[Stored dataset items]
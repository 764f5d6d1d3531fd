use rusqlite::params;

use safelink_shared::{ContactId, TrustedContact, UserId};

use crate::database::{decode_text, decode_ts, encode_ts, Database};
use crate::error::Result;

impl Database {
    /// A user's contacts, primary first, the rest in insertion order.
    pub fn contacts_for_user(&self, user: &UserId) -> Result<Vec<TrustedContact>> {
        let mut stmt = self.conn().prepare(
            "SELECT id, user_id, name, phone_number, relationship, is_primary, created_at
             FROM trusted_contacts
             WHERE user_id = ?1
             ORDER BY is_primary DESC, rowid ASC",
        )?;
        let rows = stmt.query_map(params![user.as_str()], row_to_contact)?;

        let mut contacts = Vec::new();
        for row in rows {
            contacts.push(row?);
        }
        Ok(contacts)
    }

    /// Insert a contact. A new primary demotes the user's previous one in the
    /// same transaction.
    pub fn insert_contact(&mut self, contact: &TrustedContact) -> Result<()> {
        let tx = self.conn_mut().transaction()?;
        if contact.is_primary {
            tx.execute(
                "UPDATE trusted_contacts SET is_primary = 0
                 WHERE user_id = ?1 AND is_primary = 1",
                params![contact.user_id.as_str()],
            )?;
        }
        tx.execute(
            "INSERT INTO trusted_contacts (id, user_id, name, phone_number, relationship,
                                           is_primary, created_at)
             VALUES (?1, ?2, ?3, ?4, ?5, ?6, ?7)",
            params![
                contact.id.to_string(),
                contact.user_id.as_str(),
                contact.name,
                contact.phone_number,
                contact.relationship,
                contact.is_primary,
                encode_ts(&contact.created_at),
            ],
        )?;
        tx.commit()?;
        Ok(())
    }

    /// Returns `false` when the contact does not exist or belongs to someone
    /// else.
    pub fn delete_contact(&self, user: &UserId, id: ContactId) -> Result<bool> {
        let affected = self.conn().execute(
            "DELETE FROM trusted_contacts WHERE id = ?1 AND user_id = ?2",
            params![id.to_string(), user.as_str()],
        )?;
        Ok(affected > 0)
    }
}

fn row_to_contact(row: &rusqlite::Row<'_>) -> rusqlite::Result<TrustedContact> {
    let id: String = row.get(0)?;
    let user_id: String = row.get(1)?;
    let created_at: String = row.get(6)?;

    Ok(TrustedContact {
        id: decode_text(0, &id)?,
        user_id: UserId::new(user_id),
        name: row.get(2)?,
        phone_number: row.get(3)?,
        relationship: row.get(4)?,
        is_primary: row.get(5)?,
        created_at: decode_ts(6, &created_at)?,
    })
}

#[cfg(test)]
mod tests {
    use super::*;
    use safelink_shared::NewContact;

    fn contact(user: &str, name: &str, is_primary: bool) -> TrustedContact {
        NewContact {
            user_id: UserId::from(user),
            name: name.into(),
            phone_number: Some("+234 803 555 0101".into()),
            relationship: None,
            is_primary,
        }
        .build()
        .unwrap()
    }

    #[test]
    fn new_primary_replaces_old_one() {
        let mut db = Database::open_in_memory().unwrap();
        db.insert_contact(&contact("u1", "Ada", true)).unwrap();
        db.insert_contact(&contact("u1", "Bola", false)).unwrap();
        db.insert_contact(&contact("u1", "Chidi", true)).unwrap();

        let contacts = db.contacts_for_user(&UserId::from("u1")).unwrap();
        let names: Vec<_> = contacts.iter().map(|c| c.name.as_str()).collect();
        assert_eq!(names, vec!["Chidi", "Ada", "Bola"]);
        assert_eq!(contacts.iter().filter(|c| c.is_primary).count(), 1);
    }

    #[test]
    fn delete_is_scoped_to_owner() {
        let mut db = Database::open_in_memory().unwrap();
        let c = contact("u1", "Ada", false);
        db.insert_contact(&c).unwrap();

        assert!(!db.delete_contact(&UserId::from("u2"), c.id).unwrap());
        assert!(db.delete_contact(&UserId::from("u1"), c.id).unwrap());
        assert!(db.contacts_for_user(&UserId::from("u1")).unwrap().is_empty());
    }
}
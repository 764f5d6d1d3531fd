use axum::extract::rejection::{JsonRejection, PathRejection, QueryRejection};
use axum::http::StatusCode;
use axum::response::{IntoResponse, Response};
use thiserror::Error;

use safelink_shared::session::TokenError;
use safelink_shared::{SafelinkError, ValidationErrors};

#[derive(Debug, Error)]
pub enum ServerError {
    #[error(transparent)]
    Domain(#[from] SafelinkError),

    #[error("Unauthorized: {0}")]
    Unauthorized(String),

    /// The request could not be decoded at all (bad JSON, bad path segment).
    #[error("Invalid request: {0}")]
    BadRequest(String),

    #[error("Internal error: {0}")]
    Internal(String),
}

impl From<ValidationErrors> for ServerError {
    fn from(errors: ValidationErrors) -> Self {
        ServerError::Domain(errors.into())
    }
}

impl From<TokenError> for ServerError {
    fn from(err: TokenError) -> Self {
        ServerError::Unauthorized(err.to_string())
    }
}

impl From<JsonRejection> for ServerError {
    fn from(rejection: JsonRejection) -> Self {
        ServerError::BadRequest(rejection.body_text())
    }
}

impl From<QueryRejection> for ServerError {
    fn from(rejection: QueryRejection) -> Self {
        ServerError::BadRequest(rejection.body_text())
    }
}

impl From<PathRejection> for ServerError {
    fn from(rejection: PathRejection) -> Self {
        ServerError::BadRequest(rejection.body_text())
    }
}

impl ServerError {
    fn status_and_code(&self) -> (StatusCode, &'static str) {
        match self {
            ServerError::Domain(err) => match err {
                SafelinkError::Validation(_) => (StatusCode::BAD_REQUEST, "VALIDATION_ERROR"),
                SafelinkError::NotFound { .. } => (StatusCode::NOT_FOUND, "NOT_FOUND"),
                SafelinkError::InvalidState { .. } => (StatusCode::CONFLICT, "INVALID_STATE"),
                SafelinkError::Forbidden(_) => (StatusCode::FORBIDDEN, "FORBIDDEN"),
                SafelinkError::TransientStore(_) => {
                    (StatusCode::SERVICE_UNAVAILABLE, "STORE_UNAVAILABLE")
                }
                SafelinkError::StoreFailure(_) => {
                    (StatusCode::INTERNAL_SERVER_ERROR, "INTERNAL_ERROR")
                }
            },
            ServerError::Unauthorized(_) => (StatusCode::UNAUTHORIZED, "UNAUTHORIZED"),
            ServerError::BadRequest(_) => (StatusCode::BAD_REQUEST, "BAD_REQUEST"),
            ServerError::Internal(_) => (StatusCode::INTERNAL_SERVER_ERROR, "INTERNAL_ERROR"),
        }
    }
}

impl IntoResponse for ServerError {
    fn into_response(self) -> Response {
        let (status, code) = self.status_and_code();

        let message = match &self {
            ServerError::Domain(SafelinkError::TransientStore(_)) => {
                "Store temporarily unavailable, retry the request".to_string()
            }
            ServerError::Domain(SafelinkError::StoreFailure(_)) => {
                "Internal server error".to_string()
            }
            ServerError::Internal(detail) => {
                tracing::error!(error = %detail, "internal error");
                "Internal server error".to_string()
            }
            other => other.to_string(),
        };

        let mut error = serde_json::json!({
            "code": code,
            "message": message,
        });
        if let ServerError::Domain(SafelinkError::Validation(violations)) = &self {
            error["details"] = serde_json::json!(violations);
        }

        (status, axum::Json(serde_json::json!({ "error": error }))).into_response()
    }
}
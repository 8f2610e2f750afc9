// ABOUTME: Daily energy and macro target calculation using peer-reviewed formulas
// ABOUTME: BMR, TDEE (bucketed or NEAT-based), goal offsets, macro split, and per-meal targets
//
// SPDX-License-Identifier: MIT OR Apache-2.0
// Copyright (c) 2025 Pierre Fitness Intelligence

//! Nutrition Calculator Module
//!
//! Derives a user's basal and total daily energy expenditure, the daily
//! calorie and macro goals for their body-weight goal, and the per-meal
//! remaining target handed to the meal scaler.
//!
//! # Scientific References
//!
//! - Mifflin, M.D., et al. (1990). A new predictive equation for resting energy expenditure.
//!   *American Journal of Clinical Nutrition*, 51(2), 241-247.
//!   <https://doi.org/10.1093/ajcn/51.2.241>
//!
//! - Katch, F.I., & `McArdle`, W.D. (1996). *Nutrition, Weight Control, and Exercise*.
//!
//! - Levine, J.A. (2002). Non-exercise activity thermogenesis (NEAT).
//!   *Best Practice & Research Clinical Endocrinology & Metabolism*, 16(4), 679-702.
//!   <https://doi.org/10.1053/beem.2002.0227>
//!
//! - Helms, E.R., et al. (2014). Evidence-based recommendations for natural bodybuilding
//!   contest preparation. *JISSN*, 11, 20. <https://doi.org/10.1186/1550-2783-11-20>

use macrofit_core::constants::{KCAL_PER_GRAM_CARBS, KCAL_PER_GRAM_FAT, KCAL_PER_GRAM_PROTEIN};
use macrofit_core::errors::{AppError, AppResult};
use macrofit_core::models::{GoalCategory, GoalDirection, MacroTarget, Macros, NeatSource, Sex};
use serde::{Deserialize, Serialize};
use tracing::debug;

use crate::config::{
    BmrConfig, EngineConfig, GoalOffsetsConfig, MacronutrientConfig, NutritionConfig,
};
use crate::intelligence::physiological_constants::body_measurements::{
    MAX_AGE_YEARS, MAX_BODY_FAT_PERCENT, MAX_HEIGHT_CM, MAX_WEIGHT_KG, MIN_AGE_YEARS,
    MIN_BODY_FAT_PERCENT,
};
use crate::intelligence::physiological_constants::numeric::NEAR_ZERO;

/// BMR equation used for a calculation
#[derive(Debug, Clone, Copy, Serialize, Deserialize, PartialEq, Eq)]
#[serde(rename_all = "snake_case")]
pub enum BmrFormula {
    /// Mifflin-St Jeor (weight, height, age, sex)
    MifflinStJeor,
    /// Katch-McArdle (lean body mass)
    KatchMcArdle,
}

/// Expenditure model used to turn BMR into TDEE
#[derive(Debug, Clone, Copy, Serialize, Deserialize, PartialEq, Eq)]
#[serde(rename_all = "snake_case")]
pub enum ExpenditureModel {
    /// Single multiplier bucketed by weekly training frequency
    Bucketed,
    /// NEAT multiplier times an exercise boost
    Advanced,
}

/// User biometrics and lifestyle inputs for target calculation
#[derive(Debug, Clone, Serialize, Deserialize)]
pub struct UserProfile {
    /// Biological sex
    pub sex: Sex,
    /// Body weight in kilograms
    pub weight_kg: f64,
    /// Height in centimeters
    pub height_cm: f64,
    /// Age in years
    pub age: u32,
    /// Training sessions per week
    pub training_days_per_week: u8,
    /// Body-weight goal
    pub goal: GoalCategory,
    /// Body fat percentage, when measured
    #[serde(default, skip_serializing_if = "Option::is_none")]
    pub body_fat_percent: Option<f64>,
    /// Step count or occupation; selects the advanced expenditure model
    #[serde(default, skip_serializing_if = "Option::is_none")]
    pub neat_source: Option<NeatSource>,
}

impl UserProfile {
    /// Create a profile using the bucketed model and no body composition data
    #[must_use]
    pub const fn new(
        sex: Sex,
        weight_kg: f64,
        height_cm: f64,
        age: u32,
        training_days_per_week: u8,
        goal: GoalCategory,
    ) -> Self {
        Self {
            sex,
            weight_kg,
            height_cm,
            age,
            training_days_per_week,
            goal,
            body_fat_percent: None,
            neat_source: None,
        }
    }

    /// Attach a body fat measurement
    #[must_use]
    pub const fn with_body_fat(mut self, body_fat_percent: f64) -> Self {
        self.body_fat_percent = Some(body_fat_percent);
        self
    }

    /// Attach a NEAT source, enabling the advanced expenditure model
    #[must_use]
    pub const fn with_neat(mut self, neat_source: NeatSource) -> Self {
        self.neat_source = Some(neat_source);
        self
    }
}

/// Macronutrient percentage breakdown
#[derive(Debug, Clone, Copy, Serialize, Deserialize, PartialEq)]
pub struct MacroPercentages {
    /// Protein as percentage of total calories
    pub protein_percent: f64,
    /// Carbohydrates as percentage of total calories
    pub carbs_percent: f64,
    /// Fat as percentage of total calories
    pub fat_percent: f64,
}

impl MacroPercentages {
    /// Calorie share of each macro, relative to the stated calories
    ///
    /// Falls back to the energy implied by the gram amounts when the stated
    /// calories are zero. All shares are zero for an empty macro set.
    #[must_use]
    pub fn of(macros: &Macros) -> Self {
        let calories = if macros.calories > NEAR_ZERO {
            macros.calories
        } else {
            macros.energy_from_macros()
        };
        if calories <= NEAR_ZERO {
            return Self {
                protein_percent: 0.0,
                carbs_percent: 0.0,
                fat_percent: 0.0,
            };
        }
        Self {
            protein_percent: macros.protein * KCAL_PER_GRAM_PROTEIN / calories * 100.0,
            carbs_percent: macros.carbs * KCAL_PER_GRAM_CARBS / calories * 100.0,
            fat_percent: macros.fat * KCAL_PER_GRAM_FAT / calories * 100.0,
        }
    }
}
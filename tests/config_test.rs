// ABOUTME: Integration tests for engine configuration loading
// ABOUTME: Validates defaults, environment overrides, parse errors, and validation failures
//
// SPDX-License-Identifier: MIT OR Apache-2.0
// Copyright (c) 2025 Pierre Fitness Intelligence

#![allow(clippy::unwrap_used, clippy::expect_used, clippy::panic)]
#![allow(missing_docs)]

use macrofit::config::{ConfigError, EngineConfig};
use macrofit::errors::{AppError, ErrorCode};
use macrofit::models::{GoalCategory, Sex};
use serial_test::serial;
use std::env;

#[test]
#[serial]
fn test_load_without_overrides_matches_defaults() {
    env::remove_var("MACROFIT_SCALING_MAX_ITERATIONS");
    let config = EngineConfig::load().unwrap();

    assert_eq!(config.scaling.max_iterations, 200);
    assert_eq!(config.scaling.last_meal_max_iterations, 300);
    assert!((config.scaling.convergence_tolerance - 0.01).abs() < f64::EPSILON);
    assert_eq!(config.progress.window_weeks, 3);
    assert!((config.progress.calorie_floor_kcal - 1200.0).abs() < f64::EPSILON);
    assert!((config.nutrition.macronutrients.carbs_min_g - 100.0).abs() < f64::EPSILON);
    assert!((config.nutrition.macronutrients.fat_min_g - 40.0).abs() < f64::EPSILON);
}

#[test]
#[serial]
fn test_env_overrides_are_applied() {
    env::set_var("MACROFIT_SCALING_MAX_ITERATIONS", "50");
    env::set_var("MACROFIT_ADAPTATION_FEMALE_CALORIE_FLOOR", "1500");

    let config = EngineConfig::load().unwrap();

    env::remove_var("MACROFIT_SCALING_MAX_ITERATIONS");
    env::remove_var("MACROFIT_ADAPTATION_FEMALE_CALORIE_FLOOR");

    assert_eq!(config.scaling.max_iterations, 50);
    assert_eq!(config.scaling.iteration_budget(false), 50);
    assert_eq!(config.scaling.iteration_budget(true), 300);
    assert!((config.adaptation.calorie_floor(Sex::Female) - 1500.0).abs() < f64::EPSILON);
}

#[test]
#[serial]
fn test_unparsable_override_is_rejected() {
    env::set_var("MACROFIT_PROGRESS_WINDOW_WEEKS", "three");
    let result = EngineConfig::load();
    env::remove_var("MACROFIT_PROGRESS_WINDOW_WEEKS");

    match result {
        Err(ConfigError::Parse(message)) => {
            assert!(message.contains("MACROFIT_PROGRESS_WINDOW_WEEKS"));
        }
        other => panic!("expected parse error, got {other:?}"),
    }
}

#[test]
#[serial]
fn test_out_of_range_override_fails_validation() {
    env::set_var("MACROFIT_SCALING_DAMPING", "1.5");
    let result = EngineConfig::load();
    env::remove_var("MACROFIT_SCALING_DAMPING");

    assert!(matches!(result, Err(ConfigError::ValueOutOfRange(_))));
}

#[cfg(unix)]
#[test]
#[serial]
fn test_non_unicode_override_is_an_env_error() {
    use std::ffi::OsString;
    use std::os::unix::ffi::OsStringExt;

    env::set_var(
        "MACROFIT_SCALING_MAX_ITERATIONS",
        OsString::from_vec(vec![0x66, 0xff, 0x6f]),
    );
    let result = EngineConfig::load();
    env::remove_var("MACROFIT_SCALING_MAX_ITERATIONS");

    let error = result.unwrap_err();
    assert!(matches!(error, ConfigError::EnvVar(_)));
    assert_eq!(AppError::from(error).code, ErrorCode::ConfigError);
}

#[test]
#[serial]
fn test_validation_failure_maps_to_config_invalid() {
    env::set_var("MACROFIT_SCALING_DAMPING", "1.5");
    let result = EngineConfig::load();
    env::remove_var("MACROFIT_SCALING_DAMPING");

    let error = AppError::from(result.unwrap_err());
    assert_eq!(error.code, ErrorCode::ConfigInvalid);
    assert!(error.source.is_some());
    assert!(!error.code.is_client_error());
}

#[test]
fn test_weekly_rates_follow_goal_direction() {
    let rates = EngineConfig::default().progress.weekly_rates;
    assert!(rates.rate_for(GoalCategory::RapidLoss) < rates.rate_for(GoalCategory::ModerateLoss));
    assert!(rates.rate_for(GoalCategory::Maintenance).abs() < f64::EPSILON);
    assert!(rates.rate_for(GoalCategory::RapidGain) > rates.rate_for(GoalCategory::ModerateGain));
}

* _PROBLEM TO SOLVE_
Return, exactly, the lines from the first line of the records above to the line containing "is_primary, created_at)", both included.

* _SOLUTION TO THIS EXERCISE_
repository 764f5d6d1d3531fd
use rusqlite::params;

use safelink_shared::{ContactId, TrustedContact, UserId};

use crate::database::{decode_text, decode_ts, encode_ts, Database};
use crate::error::Result;

impl Database {
    /// A user's contacts, primary first, the rest in insertion order.
    pub fn contacts_for_user(&self, user: &UserId) -> Result<Vec<TrustedContact>> {
        let mut stmt = self.conn().prepare(
            "SELECT id, user_id, name, phone_number, relationship, is_primary, created_at
             FROM trusted_contacts
             WHERE user_id = ?1
             ORDER BY is_primary DESC, rowid ASC",
        )?;
        let rows = stmt.query_map(params![user.as_str()], row_to_contact)?;

        let mut contacts = Vec::new();
        for row in rows {
            contacts.push(row?);
        }
        Ok(contacts)
    }

    /// Insert a contact. A new primary demotes the user's previous one in the
    /// same transaction.
    pub fn insert_contact(&mut self, contact: &TrustedContact) -> Result<()> {
        let tx = self.conn_mut().transaction()?;
        if contact.is_primary {
            tx.execute(
                "UPDATE trusted_contacts SET is_primary = 0
                 WHERE user_id = ?1 AND is_primary = 1",
                params![contact.user_id.as_str()],
            )?;
        }
        tx.execute(
            "INSERT INTO trusted_contacts (id, user_id, name, phone_number, relationship,
                                           is_primary, created_at)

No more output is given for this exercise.